[Task to carry out]: Write only the number of lines in the entries that hold the string "await".

(Records)

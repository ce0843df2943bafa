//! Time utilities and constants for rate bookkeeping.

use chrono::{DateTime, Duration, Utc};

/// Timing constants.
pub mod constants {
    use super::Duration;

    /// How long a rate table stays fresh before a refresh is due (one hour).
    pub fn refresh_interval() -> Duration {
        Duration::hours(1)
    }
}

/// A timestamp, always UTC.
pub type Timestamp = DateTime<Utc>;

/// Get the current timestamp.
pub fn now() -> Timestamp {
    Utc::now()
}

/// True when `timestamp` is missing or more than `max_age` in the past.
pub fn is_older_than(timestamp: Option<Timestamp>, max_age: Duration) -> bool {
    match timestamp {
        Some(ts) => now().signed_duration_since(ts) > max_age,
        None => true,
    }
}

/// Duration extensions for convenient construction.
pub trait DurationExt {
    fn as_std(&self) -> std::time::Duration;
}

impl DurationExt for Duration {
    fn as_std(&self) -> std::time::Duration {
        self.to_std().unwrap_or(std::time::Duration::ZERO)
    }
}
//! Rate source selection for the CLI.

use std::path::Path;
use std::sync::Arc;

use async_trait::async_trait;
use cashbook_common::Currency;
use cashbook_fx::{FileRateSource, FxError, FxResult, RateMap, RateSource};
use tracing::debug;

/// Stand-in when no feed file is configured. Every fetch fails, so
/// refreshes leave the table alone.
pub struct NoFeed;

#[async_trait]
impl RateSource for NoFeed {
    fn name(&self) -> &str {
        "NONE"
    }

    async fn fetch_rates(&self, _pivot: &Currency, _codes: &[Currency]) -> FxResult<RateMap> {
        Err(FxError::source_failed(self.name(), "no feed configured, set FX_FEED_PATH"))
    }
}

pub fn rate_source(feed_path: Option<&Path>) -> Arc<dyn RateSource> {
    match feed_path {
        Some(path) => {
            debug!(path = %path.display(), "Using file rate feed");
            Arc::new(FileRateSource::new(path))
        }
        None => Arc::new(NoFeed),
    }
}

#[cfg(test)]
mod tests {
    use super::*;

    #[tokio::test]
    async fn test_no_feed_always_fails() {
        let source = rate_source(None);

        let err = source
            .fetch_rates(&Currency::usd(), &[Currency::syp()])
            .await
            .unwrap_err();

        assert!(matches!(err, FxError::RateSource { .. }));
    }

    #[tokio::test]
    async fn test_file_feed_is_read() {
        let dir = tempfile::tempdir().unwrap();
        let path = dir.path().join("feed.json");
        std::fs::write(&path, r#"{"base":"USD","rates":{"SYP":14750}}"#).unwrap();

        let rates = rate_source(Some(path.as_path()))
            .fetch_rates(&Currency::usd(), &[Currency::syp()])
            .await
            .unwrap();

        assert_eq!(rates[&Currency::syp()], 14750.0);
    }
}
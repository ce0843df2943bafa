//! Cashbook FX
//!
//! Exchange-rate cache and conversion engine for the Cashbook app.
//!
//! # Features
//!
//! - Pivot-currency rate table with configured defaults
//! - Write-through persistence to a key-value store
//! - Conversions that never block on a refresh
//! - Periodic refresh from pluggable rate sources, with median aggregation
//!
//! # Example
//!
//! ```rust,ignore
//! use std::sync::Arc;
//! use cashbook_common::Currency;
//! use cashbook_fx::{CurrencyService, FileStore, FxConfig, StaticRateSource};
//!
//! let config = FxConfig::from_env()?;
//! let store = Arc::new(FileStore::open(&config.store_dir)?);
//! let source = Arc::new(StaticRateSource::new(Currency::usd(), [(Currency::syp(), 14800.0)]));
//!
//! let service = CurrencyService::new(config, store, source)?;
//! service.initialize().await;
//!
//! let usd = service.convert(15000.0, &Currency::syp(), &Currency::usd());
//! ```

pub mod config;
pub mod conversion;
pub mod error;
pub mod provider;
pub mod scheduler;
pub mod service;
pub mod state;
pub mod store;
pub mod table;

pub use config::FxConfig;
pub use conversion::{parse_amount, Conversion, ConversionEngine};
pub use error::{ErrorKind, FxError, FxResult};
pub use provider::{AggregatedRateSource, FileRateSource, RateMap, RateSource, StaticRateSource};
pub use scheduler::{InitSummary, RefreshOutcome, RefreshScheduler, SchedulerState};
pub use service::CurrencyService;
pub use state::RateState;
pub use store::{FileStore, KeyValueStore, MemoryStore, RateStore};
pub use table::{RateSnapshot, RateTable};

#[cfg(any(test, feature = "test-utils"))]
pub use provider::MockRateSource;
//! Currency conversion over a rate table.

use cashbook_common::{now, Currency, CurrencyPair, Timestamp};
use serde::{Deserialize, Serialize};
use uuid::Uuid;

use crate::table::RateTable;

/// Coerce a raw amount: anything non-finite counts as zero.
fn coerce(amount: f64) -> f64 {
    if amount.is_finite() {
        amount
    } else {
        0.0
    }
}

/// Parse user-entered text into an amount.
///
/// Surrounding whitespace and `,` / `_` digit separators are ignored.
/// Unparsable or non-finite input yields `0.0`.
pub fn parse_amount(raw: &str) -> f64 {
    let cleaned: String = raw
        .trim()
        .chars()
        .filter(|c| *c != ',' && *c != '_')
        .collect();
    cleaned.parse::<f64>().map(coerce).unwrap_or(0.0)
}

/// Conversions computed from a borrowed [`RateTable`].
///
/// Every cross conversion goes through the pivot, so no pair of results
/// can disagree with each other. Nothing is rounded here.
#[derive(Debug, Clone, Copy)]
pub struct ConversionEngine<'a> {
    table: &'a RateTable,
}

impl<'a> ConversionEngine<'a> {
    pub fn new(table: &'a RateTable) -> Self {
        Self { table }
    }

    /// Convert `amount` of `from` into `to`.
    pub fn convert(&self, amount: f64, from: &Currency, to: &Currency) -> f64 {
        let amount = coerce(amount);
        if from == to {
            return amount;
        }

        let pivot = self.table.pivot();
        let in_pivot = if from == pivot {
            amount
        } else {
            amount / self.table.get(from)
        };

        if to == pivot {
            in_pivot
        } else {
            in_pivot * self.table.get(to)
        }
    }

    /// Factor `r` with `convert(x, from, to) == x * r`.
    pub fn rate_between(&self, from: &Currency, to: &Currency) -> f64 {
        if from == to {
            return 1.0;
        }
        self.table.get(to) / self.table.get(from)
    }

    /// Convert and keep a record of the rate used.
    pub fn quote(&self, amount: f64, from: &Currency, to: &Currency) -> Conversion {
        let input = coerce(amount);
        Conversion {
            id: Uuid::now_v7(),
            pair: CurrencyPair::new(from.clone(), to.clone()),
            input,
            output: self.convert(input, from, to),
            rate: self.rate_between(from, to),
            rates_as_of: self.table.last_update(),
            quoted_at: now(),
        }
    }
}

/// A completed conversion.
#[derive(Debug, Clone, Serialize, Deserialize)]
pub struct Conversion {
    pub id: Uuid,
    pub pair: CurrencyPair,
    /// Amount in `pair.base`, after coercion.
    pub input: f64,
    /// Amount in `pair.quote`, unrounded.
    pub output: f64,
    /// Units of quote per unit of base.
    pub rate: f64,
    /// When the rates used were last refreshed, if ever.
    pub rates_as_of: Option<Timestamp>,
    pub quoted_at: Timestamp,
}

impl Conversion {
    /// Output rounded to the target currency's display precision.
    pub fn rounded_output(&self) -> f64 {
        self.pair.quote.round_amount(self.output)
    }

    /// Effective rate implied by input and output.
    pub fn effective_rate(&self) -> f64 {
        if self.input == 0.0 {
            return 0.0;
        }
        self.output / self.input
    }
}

(End Records)
(Records)

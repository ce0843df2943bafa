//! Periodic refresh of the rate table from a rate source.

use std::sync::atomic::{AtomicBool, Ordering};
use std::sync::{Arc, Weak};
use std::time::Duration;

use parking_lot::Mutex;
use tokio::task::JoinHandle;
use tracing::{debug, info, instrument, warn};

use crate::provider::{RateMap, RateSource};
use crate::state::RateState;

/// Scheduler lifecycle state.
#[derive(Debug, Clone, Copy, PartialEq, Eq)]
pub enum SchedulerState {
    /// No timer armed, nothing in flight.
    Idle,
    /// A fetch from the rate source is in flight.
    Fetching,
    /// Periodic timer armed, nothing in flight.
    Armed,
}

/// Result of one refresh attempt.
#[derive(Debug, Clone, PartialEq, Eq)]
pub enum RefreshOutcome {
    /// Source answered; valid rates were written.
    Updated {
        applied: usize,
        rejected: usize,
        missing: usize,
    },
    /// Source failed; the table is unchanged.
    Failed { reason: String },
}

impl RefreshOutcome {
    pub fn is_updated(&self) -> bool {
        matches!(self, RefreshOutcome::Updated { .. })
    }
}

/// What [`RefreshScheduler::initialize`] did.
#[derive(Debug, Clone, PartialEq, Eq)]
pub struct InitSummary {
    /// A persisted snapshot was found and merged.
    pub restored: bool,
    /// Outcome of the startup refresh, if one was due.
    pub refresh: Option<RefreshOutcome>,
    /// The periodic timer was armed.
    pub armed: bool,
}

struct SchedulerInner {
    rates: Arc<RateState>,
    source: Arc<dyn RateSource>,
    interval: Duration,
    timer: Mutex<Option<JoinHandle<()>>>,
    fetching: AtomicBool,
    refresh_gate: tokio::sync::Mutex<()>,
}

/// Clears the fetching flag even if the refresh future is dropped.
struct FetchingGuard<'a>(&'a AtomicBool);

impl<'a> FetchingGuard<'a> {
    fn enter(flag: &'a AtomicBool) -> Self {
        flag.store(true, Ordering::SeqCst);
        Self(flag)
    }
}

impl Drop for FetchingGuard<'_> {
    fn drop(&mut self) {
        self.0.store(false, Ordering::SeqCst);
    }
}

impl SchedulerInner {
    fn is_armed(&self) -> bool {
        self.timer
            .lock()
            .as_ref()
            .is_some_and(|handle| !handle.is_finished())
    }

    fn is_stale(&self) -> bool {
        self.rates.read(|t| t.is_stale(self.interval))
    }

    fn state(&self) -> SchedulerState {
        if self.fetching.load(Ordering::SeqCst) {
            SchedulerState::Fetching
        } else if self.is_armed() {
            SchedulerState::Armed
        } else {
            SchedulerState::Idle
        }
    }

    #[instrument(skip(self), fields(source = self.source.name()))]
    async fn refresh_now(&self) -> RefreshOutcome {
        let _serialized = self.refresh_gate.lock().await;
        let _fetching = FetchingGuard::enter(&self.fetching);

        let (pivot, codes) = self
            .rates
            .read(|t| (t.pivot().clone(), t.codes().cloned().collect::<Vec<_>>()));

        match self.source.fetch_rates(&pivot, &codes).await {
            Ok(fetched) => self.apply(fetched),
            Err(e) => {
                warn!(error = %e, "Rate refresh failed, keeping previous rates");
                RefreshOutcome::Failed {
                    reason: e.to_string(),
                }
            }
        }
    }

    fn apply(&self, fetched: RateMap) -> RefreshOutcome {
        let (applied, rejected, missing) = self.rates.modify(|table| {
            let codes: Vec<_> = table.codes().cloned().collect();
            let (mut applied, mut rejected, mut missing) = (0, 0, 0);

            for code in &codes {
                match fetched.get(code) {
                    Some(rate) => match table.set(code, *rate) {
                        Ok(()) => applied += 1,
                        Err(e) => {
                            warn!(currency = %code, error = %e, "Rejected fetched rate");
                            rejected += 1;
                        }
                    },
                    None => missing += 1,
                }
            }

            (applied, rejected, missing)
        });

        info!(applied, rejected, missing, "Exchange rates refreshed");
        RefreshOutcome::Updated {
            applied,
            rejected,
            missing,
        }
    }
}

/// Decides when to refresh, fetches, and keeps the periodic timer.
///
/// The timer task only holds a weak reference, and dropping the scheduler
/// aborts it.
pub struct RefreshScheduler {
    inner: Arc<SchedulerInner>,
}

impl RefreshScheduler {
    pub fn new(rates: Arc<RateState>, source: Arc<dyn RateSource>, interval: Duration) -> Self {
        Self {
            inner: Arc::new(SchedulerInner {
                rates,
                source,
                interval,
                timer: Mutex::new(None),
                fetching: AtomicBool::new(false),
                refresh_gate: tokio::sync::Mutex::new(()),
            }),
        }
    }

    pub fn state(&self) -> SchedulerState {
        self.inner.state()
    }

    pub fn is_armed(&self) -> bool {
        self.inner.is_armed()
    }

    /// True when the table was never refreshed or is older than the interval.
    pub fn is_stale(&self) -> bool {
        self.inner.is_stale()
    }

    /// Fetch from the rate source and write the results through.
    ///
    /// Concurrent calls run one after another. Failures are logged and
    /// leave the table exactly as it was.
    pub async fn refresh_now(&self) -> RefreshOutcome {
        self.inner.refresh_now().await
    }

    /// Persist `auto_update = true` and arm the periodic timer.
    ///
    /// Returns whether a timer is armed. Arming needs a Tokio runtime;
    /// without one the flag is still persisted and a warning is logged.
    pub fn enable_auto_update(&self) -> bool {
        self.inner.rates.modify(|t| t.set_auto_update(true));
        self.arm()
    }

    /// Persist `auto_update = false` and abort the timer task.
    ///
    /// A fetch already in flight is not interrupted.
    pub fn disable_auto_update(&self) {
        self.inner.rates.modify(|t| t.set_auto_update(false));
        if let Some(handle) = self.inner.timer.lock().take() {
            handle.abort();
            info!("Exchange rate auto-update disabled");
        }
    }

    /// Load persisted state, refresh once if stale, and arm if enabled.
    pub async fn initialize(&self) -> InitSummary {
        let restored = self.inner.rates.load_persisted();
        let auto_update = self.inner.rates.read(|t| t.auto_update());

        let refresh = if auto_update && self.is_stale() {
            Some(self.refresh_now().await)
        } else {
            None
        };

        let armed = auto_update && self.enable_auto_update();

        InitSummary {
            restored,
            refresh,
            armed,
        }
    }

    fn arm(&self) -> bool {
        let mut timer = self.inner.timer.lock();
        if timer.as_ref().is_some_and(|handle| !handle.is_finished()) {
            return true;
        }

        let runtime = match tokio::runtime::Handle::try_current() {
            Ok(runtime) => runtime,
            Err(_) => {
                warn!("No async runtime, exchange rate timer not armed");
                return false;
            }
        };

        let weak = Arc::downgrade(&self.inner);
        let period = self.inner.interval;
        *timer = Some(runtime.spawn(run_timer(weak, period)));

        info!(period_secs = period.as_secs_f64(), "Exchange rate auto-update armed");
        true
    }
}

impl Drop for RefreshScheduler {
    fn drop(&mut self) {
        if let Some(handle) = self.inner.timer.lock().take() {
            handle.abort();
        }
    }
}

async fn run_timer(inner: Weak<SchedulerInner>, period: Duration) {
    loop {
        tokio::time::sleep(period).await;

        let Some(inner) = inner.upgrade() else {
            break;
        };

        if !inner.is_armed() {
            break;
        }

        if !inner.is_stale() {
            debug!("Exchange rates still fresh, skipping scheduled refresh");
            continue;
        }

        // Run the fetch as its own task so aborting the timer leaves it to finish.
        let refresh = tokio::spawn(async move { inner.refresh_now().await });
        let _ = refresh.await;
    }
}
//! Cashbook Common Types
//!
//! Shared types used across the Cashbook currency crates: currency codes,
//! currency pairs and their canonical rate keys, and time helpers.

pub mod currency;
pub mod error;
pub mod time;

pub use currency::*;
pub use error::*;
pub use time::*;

(End Records)

[Result of this exercise]: 10